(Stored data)
☆ ☆ ☆ ☆

//! Runtime state, `@{name}` interpolation, and binding descriptors.

use std::collections::HashMap;
use std::fmt;
use std::rc::Rc;

use serde::Serialize;
use serde_json::Value;
use tracing::debug;

/// Dynamic value held by the state store, mirroring JSON.
#[derive(Debug, Clone, PartialEq, Serialize)]
#[serde(untagged)]
pub enum StateValue {
    Null,
    Bool(bool),
    Number(f64),
    Text(String),
    List(Vec<StateValue>),
    Map(HashMap<String, StateValue>),
}

impl StateValue {
    pub fn from_json(value: &Value) -> StateValue {
        match value {
            Value::Null => StateValue::Null,
            Value::Bool(b) => StateValue::Bool(*b),
            Value::Number(n) => n.as_f64().map(StateValue::Number).unwrap_or(StateValue::Null),
            Value::String(s) => StateValue::Text(s.clone()),
            Value::Array(items) => {
                StateValue::List(items.iter().map(StateValue::from_json).collect())
            }
            Value::Object(map) => StateValue::Map(
                map.iter().map(|(k, v)| (k.clone(), StateValue::from_json(v))).collect(),
            ),
        }
    }

    pub fn to_json(&self) -> Value {
        match self {
            StateValue::Null => Value::Null,
            StateValue::Bool(b) => Value::Bool(*b),
            StateValue::Number(n) => serde_json::Number::from_f64(*n)
                .map(Value::Number)
                .unwrap_or(Value::Null),
            StateValue::Text(s) => Value::String(s.clone()),
            StateValue::List(items) => Value::Array(items.iter().map(StateValue::to_json).collect()),
            StateValue::Map(map) => {
                let mut out = serde_json::Map::new();
                for (k, v) in map {
                    out.insert(k.clone(), v.to_json());
                }
                Value::Object(out)
            }
        }
    }

    pub fn as_bool(&self) -> Option<bool> {
        match self {
            StateValue::Bool(b) => Some(*b),
            StateValue::Number(n) => Some(*n != 0.0),
            StateValue::Text(s) => match s.as_str() {
                "true" => Some(true),
                "false" => Some(false),
                _ => None,
            },
            _ => None,
        }
    }

    pub fn as_f64(&self) -> Option<f64> {
        match self {
            StateValue::Number(n) => Some(*n),
            StateValue::Text(s) => s.trim().parse().ok(),
            StateValue::Bool(b) => Some(if *b { 1.0 } else { 0.0 }),
            _ => None,
        }
    }

    pub fn as_str(&self) -> Option<&str> {
        match self {
            StateValue::Text(s) => Some(s),
            _ => None,
        }
    }

    /// Rendering of this value inside interpolated text. Whole numbers
    /// print without a fractional part.
    pub fn display(&self) -> String {
        match self {
            StateValue::Null => String::new(),
            StateValue::Bool(b) => b.to_string(),
            StateValue::Number(n) if n.fract() == 0.0 && n.abs() < 1e15 => {
                format!("{}", *n as i64)
            }
            StateValue::Number(n) => n.to_string(),
            StateValue::Text(s) => s.clone(),
            other => other.to_json().to_string(),
        }
    }
}

/// Callback invoked when a named action fires.
pub type ActionFn = Rc<dyn Fn(&mut StateStore)>;

/// Host hook for action names with no registered closure. Typically the
/// host posts an out-of-band notification; the store does not care.
pub trait ActionHandler {
    fn handle(&self, action: &str, store: &mut StateStore);
}

/// Handler that logs unclaimed actions and otherwise drops them.
pub struct LogActions;

impl ActionHandler for LogActions {
    fn handle(&self, action: &str, _store: &mut StateStore) {
        debug!(action, "no handler registered for action");
    }
}

/// Per-screen mutable state: named values plus registered actions.
///
/// Every effective mutation bumps a monotonically increasing generation,
/// so hosts can tell whether a rebuild is due without diffing values.
/// Included screens receive a merged snapshot, never a live reference.
#[derive(Default)]
pub struct StateStore {
    values: HashMap<String, StateValue>,
    actions: HashMap<String, ActionFn>,
    generation: u64,
}

impl StateStore {
    pub fn new() -> StateStore {
        StateStore::default()
    }

    pub fn from_json(map: &serde_json::Map<String, Value>) -> StateStore {
        let mut store = StateStore::new();
        for (k, v) in map {
            store.values.insert(k.clone(), StateValue::from_json(v));
        }
        store
    }

    pub fn get(&self, key: &str) -> Option<&StateValue> {
        self.values.get(key)
    }

    pub fn contains(&self, key: &str) -> bool {
        self.values.contains_key(key)
    }

    /// Writes a value, bumping the generation only when it changed.
    pub fn set(&mut self, key: impl Into<String>, value: StateValue) {
        let key = key.into();
        if self.values.get(&key) == Some(&value) {
            return;
        }
        self.values.insert(key, value);
        self.generation += 1;
    }

    pub fn remove(&mut self, key: &str) {
        if self.values.remove(key).is_some() {
            self.generation += 1;
        }
    }

    pub fn generation(&self) -> u64 {
        self.generation
    }

    pub fn register_action(&mut self, name: impl Into<String>, action: ActionFn) {
        self.actions.insert(name.into(), action);
    }

    /// Fires a named action: a closure stored here wins, anything else is
    /// forwarded to the host's handler. Returns whether a stored closure
    /// claimed it.
    pub fn dispatch(&mut self, action: &str, fallback: &dyn ActionHandler) -> bool {
        if let Some(f) = self.actions.get(action).cloned() {
            f(self);
            true
        } else {
            fallback.handle(action, self);
            false
        }
    }

    /// Snapshot merge for an included screen: this store's values with
    /// `local` values winning on collision. Actions do not cross screens.
    pub fn snapshot_with(&self, local: &HashMap<String, StateValue>) -> StateStore {
        let mut merged = self.values.clone();
        for (k, v) in local {
            merged.insert(k.clone(), v.clone());
        }
        StateStore { values: merged, actions: HashMap::new(), generation: 0 }
    }

    pub fn keys(&self) -> impl Iterator<Item = &str> {
        self.values.keys().map(String::as_str)
    }
}

impl fmt::Debug for StateStore {
    fn fmt(&self, f: &mut fmt::Formatter<'_>) -> fmt::Result {
        f.debug_struct("StateStore")
            .field("values", &self.values)
            .field("actions", &self.actions.keys().collect::<Vec<_>>())
            .field("generation", &self.generation)
            .finish()
    }
}

/// Fallbacks for well-known binding names with no bound value.
const BINDING_DEFAULTS: &[(&str, &str)] = &[("title", "Dynamic Title")];

/// Expands `@{name}` references, left to right. Lookup order: the
/// request-scoped data, then the store, then the defaults table, then
/// the empty string. Never fails; unterminated references stay verbatim.
///
/// A trailing `?` or `?? ''` inside the braces is reference syntax, not
/// part of the name.
pub fn interpolate(
    text: &str,
    request: Option<&HashMap<String, StateValue>>,
    store: &StateStore,
) -> String {
    if !text.contains("@{") {
        return text.to_string();
    }
    let mut out = String::with_capacity(text.len());
    let mut rest = text;
    while let Some(start) = rest.find("@{") {
        out.push_str(&rest[..start]);
        let after = &rest[start + 2..];
        match after.find('}') {
            Some(end) => {
                let name = trim_reference(&after[..end]);
                out.push_str(&resolve_name(name, request, store));
                rest = &after[end + 1..];
            }
            None => {
                out.push_str(&rest[start..]);
                rest = "";
            }
        }
    }
    out.push_str(rest);
    out
}

fn resolve_name(
    name: &str,
    request: Option<&HashMap<String, StateValue>>,
    store: &StateStore,
) -> String {
    if let Some(value) = request.and_then(|r| r.get(name)) {
        return value.display();
    }
    if let Some(value) = store.get(name) {
        return value.display();
    }
    BINDING_DEFAULTS
        .iter()
        .find(|(key, _)| *key == name)
        .map(|(_, fallback)| (*fallback).to_string())
        .unwrap_or_default()
}

/// Strips the optional-marker suffix forms from a reference body.
pub(crate) fn trim_reference(raw: &str) -> &str {
    let mut name = raw.trim();
    for suffix in ["?? ''", "?? \"\""] {
        if let Some(stripped) = name.strip_suffix(suffix) {
            name = stripped.trim_end();
        }
    }
    name.trim_end_matches('?').trim()
}

/// The value kinds a control can bind two-way.
#[derive(Debug, Clone, Copy, PartialEq, Eq, Serialize)]
#[serde(rename_all = "snake_case")]
pub enum BindingKind {
    Bool,
    Scalar,
    Index,
}

/// A resolved two-way binding: the single store key a control reads and
/// writes. Resolved once when the render tree is built, so per-frame
/// work never probes candidate key spellings again.
#[derive(Debug, Clone, PartialEq, Serialize)]
pub struct Binding {
    pub key: String,
    pub kind: BindingKind,
}

impl Binding {
    /// Probes the conventional key spellings for `id` in priority order
    /// and binds to the first that exists. `None` means the control
    /// falls back to its own declared attribute, read-only.
    pub fn resolve(id: &str, kind: BindingKind, store: &StateStore) -> Option<Binding> {
        candidate_keys(id, kind)
            .find(|key| store.contains(key))
            .map(|key| Binding { key, kind })
    }

    pub fn bool_value(&self, store: &StateStore) -> Option<bool> {
        store.get(&self.key).and_then(StateValue::as_bool)
    }

    pub fn number_value(&self, store: &StateStore) -> Option<f64> {
        store.get(&self.key).and_then(StateValue::as_f64)
    }

    pub fn index_value(&self, store: &StateStore) -> Option<usize> {
        store
            .get(&self.key)
            .and_then(StateValue::as_f64)
            .filter(|v| *v >= 0.0)
            .map(|v| v as usize)
    }

    pub fn text_value(&self, store: &StateStore) -> Option<String> {
        store.get(&self.key).map(StateValue::display)
    }

    pub fn write(&self, store: &mut StateStore, value: StateValue) {
        store.set(self.key.clone(), value);
    }
}

fn candidate_keys(id: &str, kind: BindingKind) -> impl Iterator<Item = String> + '_ {
    let suffixes: &'static [&'static str] = match kind {
        BindingKind::Bool => &["IsOn", "_isOn", "Checked", "_checked", ""],
        BindingKind::Scalar => &["Value", "_value", ""],
        BindingKind::Index => &["SelectedIndex", "_selectedIndex", "Index", ""],
    };
    suffixes.iter().map(move |suffix| format!("{id}{suffix}"))
}

/// One section of a collection/table payload.
#[derive(Debug, Clone, PartialEq, Serialize, Default)]
pub struct Section {
    pub header: Option<StateValue>,
    pub cells: Vec<StateValue>,
    pub footer: Option<StateValue>,
}

/// Resolves the sectioned data payload for a collection id, probing
/// `{id}Sections`, `{id}_sections`, then the bare id.
///
/// A list of maps carrying any of `header`/`cells`/`footer` becomes one
/// section per map; any other list becomes a single section of cells.
pub fn sections_for(id: &str, store: &StateStore) -> Vec<Section> {
    let keys = [format!("{id}Sections"), format!("{id}_sections"), id.to_string()];
    let Some(value) = keys.iter().find_map(|k| store.get(k)) else {
        return Vec::new();
    };
    let StateValue::List(items) = value else {
        return Vec::new();
    };
    let sectioned = !items.is_empty()
        && items.iter().all(|item| {
            matches!(item, StateValue::Map(m)
                if m.contains_key("header") || m.contains_key("cells") || m.contains_key("footer"))
        });
    if !sectioned {
        return vec![Section { header: None, cells: items.clone(), footer: None }];
    }
    let mut sections = Vec::new();
    for item in items {
        if let StateValue::Map(map) = item {
            let cells = match map.get("cells") {
                Some(StateValue::List(cells)) => cells.clone(),
                _ => Vec::new(),
            };
            sections.push(Section {
                header: map.get("header").cloned(),
                cells,
                footer: map.get("footer").cloned(),
            });
        }
    }
    sections
}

☆ ☆ ☆ ☆

### Description of the task
What you give back must be the stretch above, starting at the line with "pub fn display(&self)" and ending at the line with "without diffing values.", copied exactly.

### Written solution
    pub fn display(&self) -> String {
        match self {
            StateValue::Null => String::new(),
            StateValue::Bool(b) => b.to_string(),
            StateValue::Number(n) if n.fract() == 0.0 && n.abs() < 1e15 => {
                format!("{}", *n as i64)
            }
            StateValue::Number(n) => n.to_string(),
            StateValue::Text(s) => s.clone(),
            other => other.to_json().to_string(),
        }
    }
}

/// Callback invoked when a named action fires.
pub type ActionFn = Rc<dyn Fn(&mut StateStore)>;

/// Host hook for action names with no registered closure. Typically the
/// host posts an out-of-band notification; the store does not care.
pub trait ActionHandler {
    fn handle(&self, action: &str, store: &mut StateStore);
}

/// Handler that logs unclaimed actions and otherwise drops them.
pub struct LogActions;

impl ActionHandler for LogActions {
    fn handle(&self, action: &str, _store: &mut StateStore) {
        debug!(action, "no handler registered for action");
    }
}

/// Per-screen mutable state: named values plus registered actions.
///
/// Every effective mutation bumps a monotonically increasing generation,
/// so hosts can tell whether a rebuild is due without diffing values.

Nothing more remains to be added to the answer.